### Task directions
Identify and copy all lines of the material where the string "TraceLayer" is found.

### Data
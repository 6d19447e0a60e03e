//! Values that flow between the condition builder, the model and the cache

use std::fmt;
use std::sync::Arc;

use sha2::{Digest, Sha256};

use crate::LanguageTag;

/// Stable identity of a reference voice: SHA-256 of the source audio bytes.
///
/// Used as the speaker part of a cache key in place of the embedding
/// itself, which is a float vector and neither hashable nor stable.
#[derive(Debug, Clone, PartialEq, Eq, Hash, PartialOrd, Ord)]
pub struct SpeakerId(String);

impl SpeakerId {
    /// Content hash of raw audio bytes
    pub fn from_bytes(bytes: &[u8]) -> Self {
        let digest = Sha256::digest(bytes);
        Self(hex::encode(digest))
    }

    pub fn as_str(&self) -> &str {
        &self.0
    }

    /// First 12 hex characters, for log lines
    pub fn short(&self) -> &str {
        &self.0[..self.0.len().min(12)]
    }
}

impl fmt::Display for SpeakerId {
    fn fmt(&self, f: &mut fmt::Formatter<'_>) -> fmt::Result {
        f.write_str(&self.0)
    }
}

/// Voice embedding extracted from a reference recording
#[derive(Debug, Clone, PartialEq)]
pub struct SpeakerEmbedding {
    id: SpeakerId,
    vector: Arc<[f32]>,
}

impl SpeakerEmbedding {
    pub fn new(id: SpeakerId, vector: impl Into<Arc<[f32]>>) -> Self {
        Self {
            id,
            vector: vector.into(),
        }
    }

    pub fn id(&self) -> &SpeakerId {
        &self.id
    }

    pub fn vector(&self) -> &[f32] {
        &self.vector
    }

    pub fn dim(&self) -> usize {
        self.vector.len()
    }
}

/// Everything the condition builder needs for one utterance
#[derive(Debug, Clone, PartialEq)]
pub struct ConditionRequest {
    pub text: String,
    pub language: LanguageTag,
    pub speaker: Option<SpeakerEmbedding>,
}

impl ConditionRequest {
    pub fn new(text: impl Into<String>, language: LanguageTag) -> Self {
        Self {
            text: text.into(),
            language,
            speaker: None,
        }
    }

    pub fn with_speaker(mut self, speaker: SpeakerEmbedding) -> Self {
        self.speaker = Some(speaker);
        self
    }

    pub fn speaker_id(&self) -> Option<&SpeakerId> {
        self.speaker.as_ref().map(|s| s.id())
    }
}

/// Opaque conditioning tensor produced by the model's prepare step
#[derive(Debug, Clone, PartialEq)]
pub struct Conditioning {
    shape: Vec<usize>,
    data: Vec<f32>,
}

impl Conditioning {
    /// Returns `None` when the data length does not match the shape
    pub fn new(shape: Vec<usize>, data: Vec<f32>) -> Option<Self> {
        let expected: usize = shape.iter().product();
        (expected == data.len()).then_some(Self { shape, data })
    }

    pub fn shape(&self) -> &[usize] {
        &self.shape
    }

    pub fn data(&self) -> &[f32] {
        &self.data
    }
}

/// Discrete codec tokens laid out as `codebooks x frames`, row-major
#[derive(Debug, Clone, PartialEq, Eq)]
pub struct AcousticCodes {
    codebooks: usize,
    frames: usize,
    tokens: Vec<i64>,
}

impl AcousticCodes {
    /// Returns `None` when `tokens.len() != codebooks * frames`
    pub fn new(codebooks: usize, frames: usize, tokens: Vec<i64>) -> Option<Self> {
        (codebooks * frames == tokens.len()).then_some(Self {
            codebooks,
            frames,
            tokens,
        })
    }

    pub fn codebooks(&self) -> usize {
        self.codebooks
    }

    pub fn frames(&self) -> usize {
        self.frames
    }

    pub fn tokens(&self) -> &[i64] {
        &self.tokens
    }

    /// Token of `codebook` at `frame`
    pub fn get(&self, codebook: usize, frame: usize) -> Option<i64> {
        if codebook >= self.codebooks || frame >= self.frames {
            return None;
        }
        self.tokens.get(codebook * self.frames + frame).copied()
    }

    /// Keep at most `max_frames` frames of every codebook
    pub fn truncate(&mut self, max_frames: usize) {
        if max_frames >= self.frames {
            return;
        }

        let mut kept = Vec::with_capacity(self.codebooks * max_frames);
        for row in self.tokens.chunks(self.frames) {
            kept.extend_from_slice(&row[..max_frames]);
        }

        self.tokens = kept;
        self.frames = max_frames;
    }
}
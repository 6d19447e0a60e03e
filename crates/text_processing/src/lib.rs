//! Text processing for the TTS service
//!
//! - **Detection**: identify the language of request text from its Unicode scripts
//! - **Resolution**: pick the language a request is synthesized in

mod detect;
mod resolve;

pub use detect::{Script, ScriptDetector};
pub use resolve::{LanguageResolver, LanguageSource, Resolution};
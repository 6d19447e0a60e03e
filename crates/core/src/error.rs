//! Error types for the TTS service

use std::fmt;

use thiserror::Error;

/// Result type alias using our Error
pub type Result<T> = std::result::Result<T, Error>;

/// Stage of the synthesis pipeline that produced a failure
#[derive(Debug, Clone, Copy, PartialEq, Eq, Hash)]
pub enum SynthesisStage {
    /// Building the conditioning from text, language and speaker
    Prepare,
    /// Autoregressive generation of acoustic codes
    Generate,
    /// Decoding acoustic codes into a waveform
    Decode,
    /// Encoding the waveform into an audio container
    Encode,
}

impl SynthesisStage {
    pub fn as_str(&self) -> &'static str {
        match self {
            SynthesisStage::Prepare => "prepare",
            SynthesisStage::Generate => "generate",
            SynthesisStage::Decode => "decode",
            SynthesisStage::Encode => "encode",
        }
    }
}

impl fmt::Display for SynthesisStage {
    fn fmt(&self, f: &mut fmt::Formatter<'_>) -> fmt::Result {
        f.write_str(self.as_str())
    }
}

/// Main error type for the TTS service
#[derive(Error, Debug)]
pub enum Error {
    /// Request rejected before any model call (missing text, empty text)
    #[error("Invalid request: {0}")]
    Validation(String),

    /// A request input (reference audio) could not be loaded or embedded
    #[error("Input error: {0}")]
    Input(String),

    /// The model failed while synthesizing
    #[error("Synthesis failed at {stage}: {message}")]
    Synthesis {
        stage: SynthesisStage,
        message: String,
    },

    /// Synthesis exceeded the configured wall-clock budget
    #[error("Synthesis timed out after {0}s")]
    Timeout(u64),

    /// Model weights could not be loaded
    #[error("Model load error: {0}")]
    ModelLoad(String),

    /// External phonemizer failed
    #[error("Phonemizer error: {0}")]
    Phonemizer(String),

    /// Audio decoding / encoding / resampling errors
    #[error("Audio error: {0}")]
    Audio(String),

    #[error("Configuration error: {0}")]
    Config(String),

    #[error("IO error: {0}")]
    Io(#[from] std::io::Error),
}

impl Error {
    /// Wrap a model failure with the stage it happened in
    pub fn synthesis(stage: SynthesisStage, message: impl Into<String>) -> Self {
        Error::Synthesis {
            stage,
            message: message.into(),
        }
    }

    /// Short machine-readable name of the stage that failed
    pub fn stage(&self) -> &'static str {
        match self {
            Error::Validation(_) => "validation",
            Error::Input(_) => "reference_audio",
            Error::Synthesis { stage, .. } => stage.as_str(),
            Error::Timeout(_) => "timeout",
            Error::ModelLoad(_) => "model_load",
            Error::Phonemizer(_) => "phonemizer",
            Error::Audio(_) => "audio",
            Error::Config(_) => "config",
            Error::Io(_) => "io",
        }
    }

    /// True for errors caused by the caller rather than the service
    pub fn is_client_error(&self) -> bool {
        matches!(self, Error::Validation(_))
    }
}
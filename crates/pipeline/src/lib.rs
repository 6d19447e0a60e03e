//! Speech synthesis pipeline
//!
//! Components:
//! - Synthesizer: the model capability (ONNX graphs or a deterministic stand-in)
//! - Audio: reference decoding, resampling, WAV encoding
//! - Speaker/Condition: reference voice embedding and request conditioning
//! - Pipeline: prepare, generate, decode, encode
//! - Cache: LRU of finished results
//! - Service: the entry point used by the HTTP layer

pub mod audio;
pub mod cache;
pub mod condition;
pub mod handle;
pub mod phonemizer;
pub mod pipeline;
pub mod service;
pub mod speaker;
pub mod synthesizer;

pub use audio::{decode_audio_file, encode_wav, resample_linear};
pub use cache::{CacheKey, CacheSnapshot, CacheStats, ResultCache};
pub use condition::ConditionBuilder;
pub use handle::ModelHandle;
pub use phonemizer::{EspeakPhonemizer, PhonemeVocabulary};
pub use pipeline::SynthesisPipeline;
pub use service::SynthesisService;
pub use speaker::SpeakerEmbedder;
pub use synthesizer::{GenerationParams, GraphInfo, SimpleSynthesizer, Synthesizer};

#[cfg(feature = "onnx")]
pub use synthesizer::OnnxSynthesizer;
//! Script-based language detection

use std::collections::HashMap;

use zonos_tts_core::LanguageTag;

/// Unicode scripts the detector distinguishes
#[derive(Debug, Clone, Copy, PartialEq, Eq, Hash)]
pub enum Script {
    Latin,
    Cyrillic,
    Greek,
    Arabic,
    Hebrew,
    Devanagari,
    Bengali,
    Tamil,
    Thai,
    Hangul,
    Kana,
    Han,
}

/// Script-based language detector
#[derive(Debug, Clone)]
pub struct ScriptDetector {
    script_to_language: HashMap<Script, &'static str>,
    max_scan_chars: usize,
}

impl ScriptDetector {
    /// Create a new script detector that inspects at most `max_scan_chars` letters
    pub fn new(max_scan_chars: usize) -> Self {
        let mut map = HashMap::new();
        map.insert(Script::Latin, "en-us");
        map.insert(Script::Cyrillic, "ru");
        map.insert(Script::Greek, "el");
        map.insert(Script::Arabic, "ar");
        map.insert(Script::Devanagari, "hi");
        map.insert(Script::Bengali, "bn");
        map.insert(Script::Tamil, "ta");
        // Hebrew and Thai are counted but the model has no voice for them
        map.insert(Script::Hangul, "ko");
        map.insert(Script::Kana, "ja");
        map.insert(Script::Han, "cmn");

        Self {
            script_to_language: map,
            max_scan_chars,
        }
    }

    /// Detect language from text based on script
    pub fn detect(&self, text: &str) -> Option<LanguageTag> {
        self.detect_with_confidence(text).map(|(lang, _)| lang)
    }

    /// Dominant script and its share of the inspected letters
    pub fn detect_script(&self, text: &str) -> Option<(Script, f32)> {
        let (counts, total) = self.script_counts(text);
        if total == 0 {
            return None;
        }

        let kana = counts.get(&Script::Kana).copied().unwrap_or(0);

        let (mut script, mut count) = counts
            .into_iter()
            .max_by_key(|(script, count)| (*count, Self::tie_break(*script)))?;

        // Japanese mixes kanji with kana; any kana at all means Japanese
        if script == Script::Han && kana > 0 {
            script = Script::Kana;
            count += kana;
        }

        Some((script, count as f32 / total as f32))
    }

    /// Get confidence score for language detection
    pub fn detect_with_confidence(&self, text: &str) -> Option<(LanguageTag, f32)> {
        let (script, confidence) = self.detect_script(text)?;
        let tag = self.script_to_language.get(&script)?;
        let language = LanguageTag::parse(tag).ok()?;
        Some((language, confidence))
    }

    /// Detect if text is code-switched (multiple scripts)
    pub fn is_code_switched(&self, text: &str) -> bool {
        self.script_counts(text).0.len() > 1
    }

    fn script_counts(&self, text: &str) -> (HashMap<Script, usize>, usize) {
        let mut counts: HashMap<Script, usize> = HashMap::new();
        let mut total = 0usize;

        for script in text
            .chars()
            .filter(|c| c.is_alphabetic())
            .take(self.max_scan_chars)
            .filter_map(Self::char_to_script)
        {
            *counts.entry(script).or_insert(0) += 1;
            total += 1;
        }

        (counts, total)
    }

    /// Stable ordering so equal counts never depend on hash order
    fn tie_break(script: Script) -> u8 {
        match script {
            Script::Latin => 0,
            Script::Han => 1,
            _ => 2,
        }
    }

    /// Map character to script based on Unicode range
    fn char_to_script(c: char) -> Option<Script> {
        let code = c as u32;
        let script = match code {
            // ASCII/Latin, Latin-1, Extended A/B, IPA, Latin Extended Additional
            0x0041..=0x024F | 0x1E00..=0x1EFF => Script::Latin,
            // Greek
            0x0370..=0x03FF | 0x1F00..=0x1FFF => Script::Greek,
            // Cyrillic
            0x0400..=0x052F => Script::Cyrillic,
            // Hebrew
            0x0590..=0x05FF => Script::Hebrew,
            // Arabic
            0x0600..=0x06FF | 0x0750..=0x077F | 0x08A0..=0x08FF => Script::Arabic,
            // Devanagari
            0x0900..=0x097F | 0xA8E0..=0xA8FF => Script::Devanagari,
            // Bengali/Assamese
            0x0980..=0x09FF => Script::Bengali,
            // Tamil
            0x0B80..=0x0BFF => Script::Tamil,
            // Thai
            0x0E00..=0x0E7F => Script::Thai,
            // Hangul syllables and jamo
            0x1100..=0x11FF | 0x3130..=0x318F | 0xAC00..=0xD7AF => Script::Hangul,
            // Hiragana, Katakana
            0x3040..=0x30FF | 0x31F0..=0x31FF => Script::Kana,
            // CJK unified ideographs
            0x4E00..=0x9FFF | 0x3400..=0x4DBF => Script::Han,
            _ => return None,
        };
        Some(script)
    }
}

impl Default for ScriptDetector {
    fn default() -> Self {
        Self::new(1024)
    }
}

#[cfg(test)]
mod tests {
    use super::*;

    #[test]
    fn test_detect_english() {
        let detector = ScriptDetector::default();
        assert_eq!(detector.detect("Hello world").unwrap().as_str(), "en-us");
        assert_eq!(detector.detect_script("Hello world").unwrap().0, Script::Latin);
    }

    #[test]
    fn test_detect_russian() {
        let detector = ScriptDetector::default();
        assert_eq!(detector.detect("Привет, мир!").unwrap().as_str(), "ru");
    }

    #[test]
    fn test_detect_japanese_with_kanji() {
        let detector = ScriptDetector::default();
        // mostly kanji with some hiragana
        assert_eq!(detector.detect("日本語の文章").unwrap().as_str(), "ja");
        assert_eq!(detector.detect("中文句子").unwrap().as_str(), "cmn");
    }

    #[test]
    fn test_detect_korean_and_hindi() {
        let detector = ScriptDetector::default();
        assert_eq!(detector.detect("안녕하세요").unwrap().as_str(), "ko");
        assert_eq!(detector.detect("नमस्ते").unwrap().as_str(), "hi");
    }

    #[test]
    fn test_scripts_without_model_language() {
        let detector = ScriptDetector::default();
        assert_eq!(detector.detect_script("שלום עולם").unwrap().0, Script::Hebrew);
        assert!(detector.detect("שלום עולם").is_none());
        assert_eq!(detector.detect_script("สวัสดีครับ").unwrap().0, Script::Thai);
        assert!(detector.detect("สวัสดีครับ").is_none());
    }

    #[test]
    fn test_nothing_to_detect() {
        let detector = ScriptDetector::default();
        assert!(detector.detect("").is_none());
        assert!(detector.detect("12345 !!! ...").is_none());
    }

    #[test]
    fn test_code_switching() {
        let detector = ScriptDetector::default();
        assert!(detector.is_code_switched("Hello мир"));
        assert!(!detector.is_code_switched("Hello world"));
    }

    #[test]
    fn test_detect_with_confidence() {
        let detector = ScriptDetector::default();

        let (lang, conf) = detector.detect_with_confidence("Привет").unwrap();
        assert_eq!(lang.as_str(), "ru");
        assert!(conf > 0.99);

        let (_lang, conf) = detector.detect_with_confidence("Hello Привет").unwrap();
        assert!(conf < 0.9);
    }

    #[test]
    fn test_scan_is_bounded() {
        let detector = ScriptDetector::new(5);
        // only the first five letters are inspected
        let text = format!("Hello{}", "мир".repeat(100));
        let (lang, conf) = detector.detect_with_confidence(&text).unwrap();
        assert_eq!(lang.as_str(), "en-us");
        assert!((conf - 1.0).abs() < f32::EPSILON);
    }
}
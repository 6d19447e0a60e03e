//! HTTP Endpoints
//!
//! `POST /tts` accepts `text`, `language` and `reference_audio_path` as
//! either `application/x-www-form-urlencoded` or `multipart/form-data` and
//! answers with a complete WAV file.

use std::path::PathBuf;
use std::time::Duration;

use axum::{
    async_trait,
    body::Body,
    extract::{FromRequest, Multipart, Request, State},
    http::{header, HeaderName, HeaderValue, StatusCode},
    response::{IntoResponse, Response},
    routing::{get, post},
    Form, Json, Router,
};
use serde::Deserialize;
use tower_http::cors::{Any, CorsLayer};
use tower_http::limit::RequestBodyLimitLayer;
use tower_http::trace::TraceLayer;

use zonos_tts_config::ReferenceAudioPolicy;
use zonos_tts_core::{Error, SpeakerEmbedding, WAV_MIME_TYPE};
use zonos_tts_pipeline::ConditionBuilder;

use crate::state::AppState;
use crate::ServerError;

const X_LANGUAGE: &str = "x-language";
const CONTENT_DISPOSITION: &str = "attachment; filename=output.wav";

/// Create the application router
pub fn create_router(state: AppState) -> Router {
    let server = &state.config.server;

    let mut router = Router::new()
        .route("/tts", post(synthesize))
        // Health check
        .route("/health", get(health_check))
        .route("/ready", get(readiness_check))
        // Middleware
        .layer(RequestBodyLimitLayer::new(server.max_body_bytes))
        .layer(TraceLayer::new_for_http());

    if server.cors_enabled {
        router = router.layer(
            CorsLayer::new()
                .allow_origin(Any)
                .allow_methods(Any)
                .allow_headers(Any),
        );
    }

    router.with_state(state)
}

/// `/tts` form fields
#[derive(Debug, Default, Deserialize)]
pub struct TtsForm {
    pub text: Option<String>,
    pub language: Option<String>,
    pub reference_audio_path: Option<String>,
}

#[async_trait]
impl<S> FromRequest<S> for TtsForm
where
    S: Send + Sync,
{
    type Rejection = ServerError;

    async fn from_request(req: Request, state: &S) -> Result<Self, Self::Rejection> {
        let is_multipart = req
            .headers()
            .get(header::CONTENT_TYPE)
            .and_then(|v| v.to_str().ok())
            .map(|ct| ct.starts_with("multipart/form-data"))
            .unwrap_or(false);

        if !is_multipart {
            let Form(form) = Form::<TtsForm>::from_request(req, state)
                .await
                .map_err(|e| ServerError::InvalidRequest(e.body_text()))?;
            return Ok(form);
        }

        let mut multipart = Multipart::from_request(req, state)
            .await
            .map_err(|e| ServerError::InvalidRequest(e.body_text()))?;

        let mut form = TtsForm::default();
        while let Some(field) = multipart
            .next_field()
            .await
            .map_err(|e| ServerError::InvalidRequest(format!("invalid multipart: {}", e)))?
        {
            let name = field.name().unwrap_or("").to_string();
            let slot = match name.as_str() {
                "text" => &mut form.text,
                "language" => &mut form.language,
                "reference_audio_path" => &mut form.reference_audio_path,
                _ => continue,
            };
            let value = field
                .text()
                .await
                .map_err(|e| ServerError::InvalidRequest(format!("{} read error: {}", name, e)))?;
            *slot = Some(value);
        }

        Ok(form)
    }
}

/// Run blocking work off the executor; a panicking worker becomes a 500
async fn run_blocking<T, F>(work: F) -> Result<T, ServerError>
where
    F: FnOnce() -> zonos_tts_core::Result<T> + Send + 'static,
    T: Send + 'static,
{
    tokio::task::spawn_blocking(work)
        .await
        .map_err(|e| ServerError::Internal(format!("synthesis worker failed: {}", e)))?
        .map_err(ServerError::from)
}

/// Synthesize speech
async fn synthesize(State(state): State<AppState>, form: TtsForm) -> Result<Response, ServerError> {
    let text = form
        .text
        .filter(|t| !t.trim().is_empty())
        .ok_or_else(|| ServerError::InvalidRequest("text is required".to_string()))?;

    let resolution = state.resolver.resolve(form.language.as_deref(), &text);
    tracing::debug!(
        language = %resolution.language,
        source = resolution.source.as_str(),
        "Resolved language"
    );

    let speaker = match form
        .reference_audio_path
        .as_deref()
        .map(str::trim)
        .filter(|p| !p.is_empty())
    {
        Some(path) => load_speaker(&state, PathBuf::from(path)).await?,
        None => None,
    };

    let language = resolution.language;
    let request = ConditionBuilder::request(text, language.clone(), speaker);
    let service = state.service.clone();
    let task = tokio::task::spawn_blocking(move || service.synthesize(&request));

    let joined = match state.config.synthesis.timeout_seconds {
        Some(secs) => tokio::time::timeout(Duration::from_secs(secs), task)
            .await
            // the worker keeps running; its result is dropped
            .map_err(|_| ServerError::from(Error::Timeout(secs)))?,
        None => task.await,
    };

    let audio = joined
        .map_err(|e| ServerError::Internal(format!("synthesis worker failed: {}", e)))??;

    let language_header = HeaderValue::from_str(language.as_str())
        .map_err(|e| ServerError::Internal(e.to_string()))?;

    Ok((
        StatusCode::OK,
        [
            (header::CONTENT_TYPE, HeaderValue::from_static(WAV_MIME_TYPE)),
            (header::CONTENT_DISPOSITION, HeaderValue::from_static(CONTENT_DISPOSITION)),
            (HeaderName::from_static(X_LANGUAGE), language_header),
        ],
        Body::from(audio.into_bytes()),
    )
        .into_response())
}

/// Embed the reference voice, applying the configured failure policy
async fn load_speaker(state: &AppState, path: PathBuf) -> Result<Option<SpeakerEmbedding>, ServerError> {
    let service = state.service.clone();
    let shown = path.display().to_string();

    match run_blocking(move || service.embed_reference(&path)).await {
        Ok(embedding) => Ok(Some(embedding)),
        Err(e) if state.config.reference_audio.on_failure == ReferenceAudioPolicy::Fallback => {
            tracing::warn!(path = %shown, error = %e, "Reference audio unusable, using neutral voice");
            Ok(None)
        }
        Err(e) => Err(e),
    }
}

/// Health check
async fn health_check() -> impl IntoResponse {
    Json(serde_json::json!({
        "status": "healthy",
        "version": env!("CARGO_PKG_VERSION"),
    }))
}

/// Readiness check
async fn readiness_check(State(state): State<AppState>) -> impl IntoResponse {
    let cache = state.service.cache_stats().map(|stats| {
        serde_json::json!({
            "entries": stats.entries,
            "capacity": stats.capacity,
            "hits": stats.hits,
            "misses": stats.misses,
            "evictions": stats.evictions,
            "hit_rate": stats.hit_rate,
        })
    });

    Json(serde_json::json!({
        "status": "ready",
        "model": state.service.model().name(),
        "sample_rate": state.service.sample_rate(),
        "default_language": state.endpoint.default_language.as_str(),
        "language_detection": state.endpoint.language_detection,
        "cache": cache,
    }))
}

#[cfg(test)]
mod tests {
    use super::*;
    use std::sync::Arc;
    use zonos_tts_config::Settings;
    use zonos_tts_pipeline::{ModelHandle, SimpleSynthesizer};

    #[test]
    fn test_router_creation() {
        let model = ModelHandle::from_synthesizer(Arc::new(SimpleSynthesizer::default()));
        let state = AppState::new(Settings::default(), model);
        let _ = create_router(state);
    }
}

### Exercise output
use tower_http::trace::TraceLayer;
        .layer(TraceLayer::new_for_http());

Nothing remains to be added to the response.